Есть ли способ сделать это?

vinzee
источник

Ответы:

260

Это будет работать:

In [1]: import torch

In [2]: torch.cuda.current_device()
Out[2]: 0

In [3]: torch.cuda.device(0)
Out[3]: <torch.cuda.device at 0x7efce0b03be0>

In [4]: torch.cuda.device_count()
Out[4]: 1

In [5]: torch.cuda.get_device_name(0)
Out[5]: 'GeForce GTX 950M'

In [6]: torch.cuda.is_available()
Out[6]: True

Это говорит мне о том, что GPU GeForce GTX 950Mиспользуется PyTorch.

vinzee
источник
10
Я думаю, это просто показывает, что эти устройства доступны на машине, но я не уверен, сможете ли вы узнать, сколько памяти используется каждым графическим процессором или около того ...
kmario23
4
Бег torch.cuda.current_device()был полезен для меня. Он показал, что мой GPU, к сожалению, слишком стар: «Найден GPU0 GeForce GTX 760, который имеет возможность cuda 3.0. PyTorch больше не поддерживает этот GPU, потому что он слишком старый».
JohnnyFun
3
torch.cuda.is_available()
mrgloom
@ kmario23 Спасибо за указание на это. Есть ли вызов функции, который дает нам эту информацию (сколько памяти используется каждым графическим процессором)? :)
Натан,
1
@frank Да, просто эта команда: $ watch -n 2 nvidia-smiделает работу.
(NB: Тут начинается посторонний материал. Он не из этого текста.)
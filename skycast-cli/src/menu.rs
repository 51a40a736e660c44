use anyhow::Result;
use skycast_core::{City, FavoritesError, FavoritesStore, MAX_FAVORITES, WeatherGateway};
use tracing::debug;

use crate::view::{self, Selection};

const CITY_SEARCH_ERROR: &str =
    "Error retrieving cities from OpenWeather. Please check your connection and/or try again later.";
const WEATHER_ERROR: &str =
    "Error retrieving weather from OpenWeather. Please check your connection and/or try again later.";
const CAPACITY_MESSAGE: &str =
    "You have reached the maximum amount of favorites! Please remove one before adding another.";

/// The main menu loop. Each workflow runs to completion and falls back here;
/// only option 5 (or a prompt interrupt) leaves the loop.
pub async fn run(gateway: &dyn WeatherGateway, favorites: &FavoritesStore) -> Result<()> {
    loop {
        println!();
        println!("1: Look up the weather in a city by name.");
        println!("2: Add a city to favorites.");
        println!("3: Remove a city from favorites.");
        println!("4: Display the weather in your favorited cities.");
        println!("5: Close the program.");

        let action = view::ask("Please select an action by its number:")?;
        match action.trim() {
            "1" => lookup_weather(gateway).await?,
            "2" => add_favorite(gateway, favorites).await?,
            "3" => remove_favorite(favorites)?,
            "4" => list_favorite_weathers(gateway, favorites).await?,
            "5" => return Ok(()),
            other => println!("\nInvalid selection '{other}'. Please try again."),
        }
    }
}

/// Option 1: resolve a city, fetch its weather, show it.
async fn lookup_weather(gateway: &dyn WeatherGateway) -> Result<()> {
    let Some(city) = resolve_city(gateway).await? else {
        return Ok(());
    };

    match gateway.current_weather(city.lat, city.lon).await {
        Ok(snapshot) => println!("\n{}", view::render_weather(&city, &snapshot)),
        Err(err) => {
            debug!(error = %err, "current-weather request failed");
            println!("\n{WEATHER_ERROR}");
        }
    }

    view::pause()
}

/// Option 2: resolve a city and persist it. A full list skips the whole
/// resolution flow.
async fn add_favorite(gateway: &dyn WeatherGateway, favorites: &FavoritesStore) -> Result<()> {
    if favorites.load_all()?.len() >= MAX_FAVORITES {
        println!("\n{CAPACITY_MESSAGE}");
        return Ok(());
    }

    let Some(city) = resolve_city(gateway).await? else {
        return Ok(());
    };

    match favorites.add(city) {
        Ok(()) => println!("\nAdded to your favorites."),
        Err(FavoritesError::Full { .. }) => println!("\n{CAPACITY_MESSAGE}"),
        Err(err) => return Err(err.into()),
    }

    Ok(())
}

/// Option 3: pick a stored favorite by number and remove it.
fn remove_favorite(favorites: &FavoritesStore) -> Result<()> {
    let stored = favorites.load_all()?;
    if stored.is_empty() {
        println!("\nYou have no favorites to remove!");
        return Ok(());
    }

    view::print_numbered(&stored);
    let input = view::ask(
        "Please enter the number matching the city you would like to remove (blank line to cancel):",
    )?;

    match view::parse_selection(&input, stored.len()) {
        Selection::Chosen(index) => match favorites.remove_at(index) {
            Ok(removed) => println!("\nYou have removed: {}", removed.label()),
            Err(FavoritesError::OutOfRange { index, .. }) => {
                println!("\nError: '{}' is not a valid option. Please try again.", index + 1);
            }
            Err(err) => return Err(err.into()),
        },
        Selection::Cancelled => {}
        Selection::Invalid(input) => {
            println!("\nError: '{input}' is not a valid option. Please try again.");
        }
    }

    Ok(())
}

/// Option 4: fetch and show current weather for every stored favorite, in
/// stored order, skipping individual failures.
async fn list_favorite_weathers(
    gateway: &dyn WeatherGateway,
    favorites: &FavoritesStore,
) -> Result<()> {
    let stored = favorites.load_all()?;
    if stored.is_empty() {
        println!("\nYou have no favorites to show the weather of. Try adding some!");
        return Ok(());
    }

    for report in favorite_reports(gateway, &stored).await {
        match report {
            Ok(block) => println!("\n{block}"),
            Err(_) => println!("\n{WEATHER_ERROR}"),
        }
    }

    view::pause()
}

/// One entry per favorite, in stored order: the rendered weather block, or
/// the fetch error so the caller can report it in place and move on.
async fn favorite_reports(
    gateway: &dyn WeatherGateway,
    favorites: &[City],
) -> Vec<Result<String>> {
    let mut reports = Vec::with_capacity(favorites.len());

    for city in favorites {
        match gateway.current_weather(city.lat, city.lon).await {
            Ok(snapshot) => reports.push(Ok(view::render_weather(city, &snapshot))),
            Err(err) => {
                debug!(error = %err, city = %city.label(), "favorite weather fetch failed");
                reports.push(Err(err));
            }
        }
    }

    reports
}

/// The shared resolution flow: prompt for a query, search, let the user pick
/// one candidate.
///
/// `Ok(None)` means the workflow was aborted — search failure, no matches,
/// or a cancelled/invalid selection — and the reason has already been
/// reported, exactly once.
async fn resolve_city(gateway: &dyn WeatherGateway) -> Result<Option<City>> {
    let name = view::ask("Please enter the name of the city (without state or country):")?;
    let state =
        view::ask_optional("State, if desired:", "ex: PA, NY. Submit a blank line to skip.")?;
    let country =
        view::ask_optional("Country, if desired:", "ex: US, GB. Submit a blank line to skip.")?;
    let limit_input = view::ask_optional(
        "How many potential matches would you like to choose from?",
        "blank uses the default of 5",
    )?;

    let query = build_query(&name, &state, &country);
    let limit = view::parse_limit(&limit_input);

    let candidates = match gateway.search_cities(&query, limit).await {
        Ok(candidates) => candidates,
        Err(err) => {
            debug!(error = %err, "city search failed");
            println!("\n{CITY_SEARCH_ERROR}");
            return Ok(None);
        }
    };

    if candidates.is_empty() {
        println!("\nNo matching cities found! Please try again.");
        return Ok(None);
    }

    view::print_numbered(&candidates);
    let input =
        view::ask("Please enter the number matching your desired city (blank line to cancel):")?;

    match view::parse_selection(&input, candidates.len()) {
        Selection::Chosen(index) => {
            let city = candidates[index].clone();
            println!("\nYou have selected: {}", city.label());
            Ok(Some(city))
        }
        Selection::Cancelled => Ok(None),
        Selection::Invalid(input) => {
            println!(
                "\nError: '{input}' is not a valid option. If you did not see your desired city, \
                 consider increasing the number of potential matches."
            );
            Ok(None)
        }
    }
}

/// Compose the geocoding query the way the API expects it:
/// `"name[, state][, country]"`.
fn build_query(name: &str, state: &str, country: &str) -> String {
    let mut query = name.to_string();
    if !state.is_empty() {
        query.push_str(", ");
        query.push_str(state);
    }
    if !country.is_empty() {
        query.push_str(", ");
        query.push_str(country);
    }
    query
}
Для более подробной информации, пожалуйста, смотрите мой ответ ниже .
kmario23
75

Поскольку это не было предложено здесь, я добавляю метод, использующий torch.device, поскольку это очень удобно, также при инициализации тензоров на правильных device.

# setting device on GPU if available, else CPU
device = torch.device('cuda' if torch.cuda.is_available() else 'cpu')
print('Using device:', device)
print()

#Additional Info when using cuda
if device.type == 'cuda':
    print(torch.cuda.get_device_name(0))
    print('Memory Usage:')
    print('Allocated:', round(torch.cuda.memory_allocated(0)/1024**3,1), 'GB')
    print('Cached:   ', round(torch.cuda.memory_cached(0)/1024**3,1), 'GB')

Вывод:

Using device: cuda

Tesla K80
Memory Usage:
Allocated: 0.3 GB
Cached:    0.6 GB

Как уже упоминалось выше, с помощью deviceэтого можно :

  • Чтобы переместить тензоры в соответствующие device:

    torch.rand(10).to(device)
  • Чтобы создать тензор непосредственно на device:

    torch.rand(10, device=device)

Что делает переключение между процессором и графическим процессором удобным без изменения фактического кода.


Редактировать:

Поскольку возникли некоторые вопросы и путаница в отношении кэшированной и выделенной памяти, я добавляю дополнительную информацию об этом:

  • torch.cuda.max_memory_cached(device=None)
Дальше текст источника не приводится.